→ WHAT TO PRODUCE: Return a copy of every line in the data below that contains "last".

%%

#[cfg(test)]
mod tests {
    use super::*;
    use crate::encoder::EncoderKind;
    use crate::model::HmmConfig;
    use crate::scaler::ScalerKind;
    use chrono::TimeZone;
    use rand::rngs::StdRng;
    use rand::{Rng, SeedableRng};
    use std::collections::HashMap;

    const NAMES: [&str; 4] = ["ret", "vol", "range", "flow"];

    fn ts(i: usize) -> DateTime<Utc> {
        Utc.with_ymd_and_hms(2024, 3, 1, 0, 0, 0).unwrap() + chrono::Duration::hours(i as i64)
    }

    fn cluster_row(rng: &mut StdRng, center: f64) -> Vec<f64> {
        (0..4).map(|_| center + rng.gen::<f64>() * 0.4 - 0.2).collect()
    }

    /// Train a 2-state engine on alternating blocks around 0.0 and 5.0.
    fn trained_engine(config: InferenceConfig) -> InferenceEngine {
        let mut rng = StdRng::seed_from_u64(77);
        let mut rows = Vec::new();
        for block in 0..8 {
            let center = if block % 2 == 0 { 0.0 } else { 5.0 };
            for _ in 0..25 {
                rows.extend(cluster_row(&mut rng, center));
            }
        }
        let x = Array2::from_shape_vec((200, 4), rows).unwrap();

        let scaler = Scaler::fit(ScalerKind::Standard, &x, Some(5.0)).unwrap();
        let scaled = scaler.transform(&x);
        let encoder = Encoder::fit(EncoderKind::Pca, &scaled, Some(2), 1).unwrap();
        let latent = encoder.transform(&scaled);
        let mut hmm = RegimeHmm::new(HmmConfig {
            n_states: 2,
            ..HmmConfig::default()
        });
        hmm.fit(&latent).unwrap();

        InferenceEngine::new(
            scaler,
            encoder,
            hmm,
            NAMES.iter().map(|s| s.to_string()).collect(),
            "m-test".into(),
            config,
        )
    }

    fn obs(i: usize, center: f64, seed: u64) -> FeatureVector {
        let mut rng = StdRng::seed_from_u64(seed + i as u64);
        let features: HashMap<String, f64> = NAMES
            .iter()
            .map(|&n| (n.to_string(), center + rng.gen::<f64>() * 0.4 - 0.2))
            .collect();
        FeatureVector {
            symbol: "BTCUSDT".into(),
            timestamp: ts(i),
            features,
        }
    }

    #[test]
    fn test_first_observation_seeds_state() {
        let mut engine = trained_engine(InferenceConfig::default());
        let out = engine.process(&obs(0, 0.0, 1)).unwrap();
        assert!(out.state_id >= 0);
        assert!(!out.is_ood);
        assert_eq!(out.state_id, engine.stable_state());
        // The encoded observation rides along with the decision
        assert_eq!(out.latent.len(), 2);
        assert!(out.latent.iter().all(|v| v.is_finite()));
    }

    #[test]
    fn test_single_bar_blip_is_suppressed() {
        let mut engine = trained_engine(InferenceConfig::default());
        let mut states = Vec::new();
        // Pattern: low, low, low, HIGH, low, low, low
        for (i, &center) in [0.0, 0.0, 0.0, 5.0, 0.0, 0.0, 0.0].iter().enumerate() {
            states.push(engine.process(&obs(i, center, 10)).unwrap().state_id);
        }
        let seeded = states[0];
        assert!(states.iter().all(|&s| s == seeded), "blip leaked: {:?}", states);
    }

    #[test]
    fn test_sustained_shift_eventually_switches() {
        let mut engine = trained_engine(InferenceConfig::default());
        for i in 0..5 {
            engine.process(&obs(i, 0.0, 20)).unwrap();
        }
        let before = engine.stable_state();
        let mut last = None;
        for i in 5..15 {
            last = Some(engine.process(&obs(i, 5.0, 20)).unwrap());
        }
        let last = last.unwrap();
        // The switch must land on a real state, not leak out as unknown
        assert!(last.state_id >= 0);
        assert_ne!(last.state_id, before);
        assert!(!last.is_ood);
        let total: f64 = last.posterior.iter().sum();
        assert!((total - 1.0).abs() < 1e-9, "posterior {:?}", last.posterior);
        assert!(last.confidence >= engine.config.switch_threshold);
    }

    #[test]
    fn test_switch_waits_for_raw_majority() {
        let mut engine = trained_engine(InferenceConfig::default());
        let mut states = Vec::new();
        for (i, &center) in [0.0, 0.0, 0.0, 5.0, 5.0, 5.0, 5.0].iter().enumerate() {
            states.push(engine.process(&obs(i, center, 25)).unwrap().state_id);
        }
        let old = states[0];
        // Dwell and probability pass from the first shifted bar, but the
        // vote window still remembers the old regime for two more bars
        assert_eq!(states[3], old);
        assert_eq!(states[4], old);
        assert_ne!(states[5], old);
        assert_eq!(states[6], states[5]);
    }

    #[test]
    fn test_low_confidence_blocks_switch() {
        let mut engine = trained_engine(InferenceConfig {
            switch_threshold: 1.01, // unreachable
            ..InferenceConfig::default()
        });
        for i in 0..5 {
            engine.process(&obs(i, 0.0, 30)).unwrap();
        }
        let before = engine.stable_state();
        for i in 5..20 {
            assert_eq!(engine.process(&obs(i, 5.0, 30)).unwrap().state_id, before);
        }
    }

    #[test]
    fn test_outlier_is_ood_and_preserves_stable_state() {
        let mut engine = trained_engine(InferenceConfig::default());
        for i in 0..4 {
            engine.process(&obs(i, 0.0, 40)).unwrap();
        }
        let before = engine.stable_state();

        let out = engine.process(&obs(4, 500.0, 40)).unwrap();
        assert_eq!(out.state_id, UNKNOWN_STATE);
        assert!(out.is_ood);
        // Uniform posterior means maximal entropy
        assert!((out.entropy() - (2.0_f64).ln()).abs() < 1e-12);

        let after = engine.process(&obs(5, 0.0, 40)).unwrap();
        assert_eq!(after.state_id, before);
    }

    #[test]
    fn test_excess_missing_features_is_error() {
        let mut engine = trained_engine(InferenceConfig::default());
        let mut observation = obs(0, 0.0, 50);
        observation.features.remove("ret");
        observation.features.remove("vol");
        assert!(engine.process(&observation).is_err());
    }

    #[test]
    fn test_batch_matches_streaming() {
        let mut engine = trained_engine(InferenceConfig::default());

        let n = 30;
        let mut data = Array2::zeros((n, 4));
        let mut timestamps = Vec::new();
        for i in 0..n {
            let center = if i < 15 { 0.0 } else { 5.0 };
            let o = obs(i, center, 60);
            data.row_mut(i).assign(&o.to_array(
                &NAMES.iter().map(|s| s.to_string()).collect::<Vec<_>>(),
            ));
            timestamps.push(ts(i));
        }
        let table = FeatureTable::new(
            data,
            NAMES.iter().map(|s| s.to_string()).collect(),
            timestamps,
        )
        .unwrap();

        let batch = engine.process_batch(&table, "BTCUSDT").unwrap();
        assert_eq!(batch.len(), n);
        assert!(batch.iter().all(|o| o.symbol == "BTCUSDT"));

        // Re-running resets and reproduces the same decisions
        let again = engine.process_batch(&table, "BTCUSDT").unwrap();
        for (a, b) in batch.iter().zip(again.iter()) {
            assert_eq!(a.state_id, b.state_id);
        }
    }

    #[test]
    fn test_temporal_encoder_warms_up_as_unknown() {
        let mut rng = StdRng::seed_from_u64(91);
        let mut rows = Vec::new();
        for block in 0..8 {
            let center = if block % 2 == 0 { 0.0 } else { 5.0 };
            for _ in 0..25 {
                rows.extend(cluster_row(&mut rng, center));
            }
        }
        let x = Array2::from_shape_vec((200, 4), rows).unwrap();
        let scaler = Scaler::fit(ScalerKind::Standard, &x, Some(5.0)).unwrap();
        let scaled = scaler.transform(&x);
        let encoder = Encoder::fit(EncoderKind::TemporalPca, &scaled, Some(2), 4).unwrap();
        let latent = encoder.transform(&scaled);
        let mut hmm = RegimeHmm::new(HmmConfig {
            n_states: 2,
            ..HmmConfig::default()
        });
        hmm.fit(&latent).unwrap();

        let mut engine = InferenceEngine::new(
            scaler,
            encoder,
            hmm,
            NAMES.iter().map(|s| s.to_string()).collect(),
            "m-temporal".into(),
            InferenceConfig::default(),
        );

        for i in 0..3 {
            let out = engine.process(&obs(i, 0.0, 70)).unwrap();
            assert_eq!(out.state_id, UNKNOWN_STATE, "bar {} should be warmup", i);
            assert!(!out.is_ood);
            assert!(out.latent.is_empty());
        }
        let out = engine.process(&obs(3, 0.0, 70)).unwrap();
        assert!(out.state_id >= 0);
        assert_eq!(out.latent.len(), 2);
    }
}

%%

→ ANSWER:
        let mut last = None;
            last = Some(engine.process(&obs(i, 5.0, 20)).unwrap());
        let last = last.unwrap();
        assert!(last.state_id >= 0);
        assert_ne!(last.state_id, before);
        assert!(!last.is_ood);
        let total: f64 = last.posterior.iter().sum();
        assert!((total - 1.0).abs() < 1e-9, "posterior {:?}", last.posterior);
        assert!(last.confidence >= engine.config.switch_threshold);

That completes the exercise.